Documentation

Differences when using H from compiled Haskell modules

There are two ways to use inline-r. The simplest is at an interactive prompt, such as H or IHaskell, for interacting with R in the small. But we support equally well writing full blown programs that interact with R in elaborate and intricate ways, possibly even multiple instances of R, using the inline-r library.

For simplicity, at the H interactive prompt, every function in the R library is either pure or lifted to the IO monad. This is because the prompt itself is an instance of the IO monad. However, in large projects, one would like to enforce static guarantees about the R interpreter being properly initialized before attempting to invoke any of its internal functions.
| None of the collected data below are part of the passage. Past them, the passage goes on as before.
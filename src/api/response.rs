//! Interpretation of the submission API's answer.

use serde::{Deserialize, Serialize};

use super::transport::RawResponse;

/// Message shown for HTTP 403.
pub const AUTH_FAILED_MESSAGE: &str = "Authentication failed. Please check your client ID and secret.";

/// One error reported by the API.
#[derive(Debug, Clone, PartialEq, Eq, Serialize, Deserialize)]
pub struct ApiError {
    pub message: String,
    /// Error code, when the API supplied one.
    pub code: Option<String>,
}

impl ApiError {
    fn new(message: impl Into<String>) -> Self {
        Self {
            message: message.into(),
            code: None,
        }
    }
}

/// Success payload of an accepted invoice.
#[derive(Debug, Clone, Default, PartialEq, Eq, Deserialize)]
#[serde(rename_all = "camelCase")]
struct SubmissionBody {
    validation_results: Option<ValidationResults>,
    invoice_status: Option<String>,
    invoice_number: Option<String>,
    #[serde(rename = "invoiceUUID")]
    invoice_uuid: Option<String>,
    qr_code: Option<String>,
}

#[derive(Debug, Clone, Default, PartialEq, Eq, Deserialize)]
#[serde(rename_all = "camelCase")]
struct ValidationResults {
    status: Option<String>,
    #[serde(default)]
    error_messages: Vec<RawMessage>,
}

/// Error entries come either as bare strings or as objects.
#[derive(Debug, Clone, PartialEq, Eq, Deserialize)]
#[serde(untagged)]
enum RawMessage {
    Text(String),
    Detail {
        #[serde(alias = "EINV_MESSAGE")]
        message: String,
        #[serde(default, alias = "EINV_CODE")]
        code: Option<String>,
    },
}

impl From<RawMessage> for ApiError {
    fn from(raw: RawMessage) -> Self {
        match raw {
            RawMessage::Text(message) => ApiError::new(message),
            RawMessage::Detail { message, code } => ApiError { message, code },
        }
    }
}

/// The API's answer to a submission.
#[derive(Debug, Clone, PartialEq, Eq)]
pub struct InvoiceResponse {
    status_code: u16,
    raw_body: Option<String>,
    errors: Vec<ApiError>,
    validation_status: Option<String>,
    invoice_status: Option<String>,
    invoice_number: Option<String>,
    invoice_uuid: Option<String>,
    qr_code: Option<String>,
}

impl InvoiceResponse {
    /// Interpret a raw response.
    ///
    /// 403 yields a fixed authentication message and any other non-2xx
    /// status carries the body verbatim. A 2xx body must be JSON (or empty).
    ///
    /// # Errors
    ///
    /// Returns the JSON error when a 2xx body cannot be parsed.
    pub fn from_raw(raw: RawResponse) -> Result<Self, serde_json::Error> {
        let mut response = Self {
            status_code: raw.status,
            raw_body: raw.body,
            errors: Vec::new(),
            validation_status: None,
            invoice_status: None,
            invoice_number: None,
            invoice_uuid: None,
            qr_code: None,
        };

        if raw.status == 403 {
            response.errors.push(ApiError::new(AUTH_FAILED_MESSAGE));
            return Ok(response);
        }
        if !(200..300).contains(&raw.status) {
            let message = response
                .raw_body
                .clone()
                .unwrap_or_else(|| format!("HTTP {}", raw.status));
            response.errors.push(ApiError::new(message));
            return Ok(response);
        }

        let body = match response.raw_body.as_deref().map(str::trim) {
            Some(text) if !text.is_empty() => serde_json::from_str::<SubmissionBody>(text)?,
            _ => SubmissionBody::default(),
        };
        if let Some(results) = body.validation_results {
            response.validation_status = results.status;
            response
                .errors
                .extend(results.error_messages.into_iter().map(ApiError::from));
        }
        response.invoice_status = body.invoice_status;
        response.invoice_number = body.invoice_number;
        response.invoice_uuid = body.invoice_uuid;
        response.qr_code = body.qr_code;
        Ok(response)
    }

    /// 2xx status.
    pub fn is_success(&self) -> bool {
        (200..300).contains(&self.status_code)
    }

    pub fn status_code(&self) -> u16 {
        self.status_code
    }

    pub fn errors(&self) -> &[ApiError] {
        &self.errors
    }

    pub fn has_errors(&self) -> bool {
        !self.errors.is_empty()
    }

    pub fn raw_body(&self) -> Option<&str> {
        self.raw_body.as_deref()
    }

    /// `PASS` or `NOT_PASS` from the validation results.
    pub fn validation_status(&self) -> Option<&str> {
        self.validation_status.as_deref()
    }

    pub fn invoice_status(&self) -> Option<&str> {
        self.invoice_status.as_deref()
    }

    pub fn invoice_number(&self) -> Option<&str> {
        self.invoice_number.as_deref()
    }

    pub fn invoice_uuid(&self) -> Option<&str> {
        self.invoice_uuid.as_deref()
    }

    pub fn qr_code(&self) -> Option<&str> {
        self.qr_code.as_deref()
    }
}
Hence, in .hs source files inline-r instead lifts all functions to the R monad, which provides stronger static guarantees than the IO monad. This parametricity over the underlying monad is achieved by introducing the MonadR class, as explained in previous sections.

To avoid having multiple instances of MonadR lying around, it is important NOT to import Language.R.Instance.Interactive in compiled code - that module should only be loaded in an interactive session.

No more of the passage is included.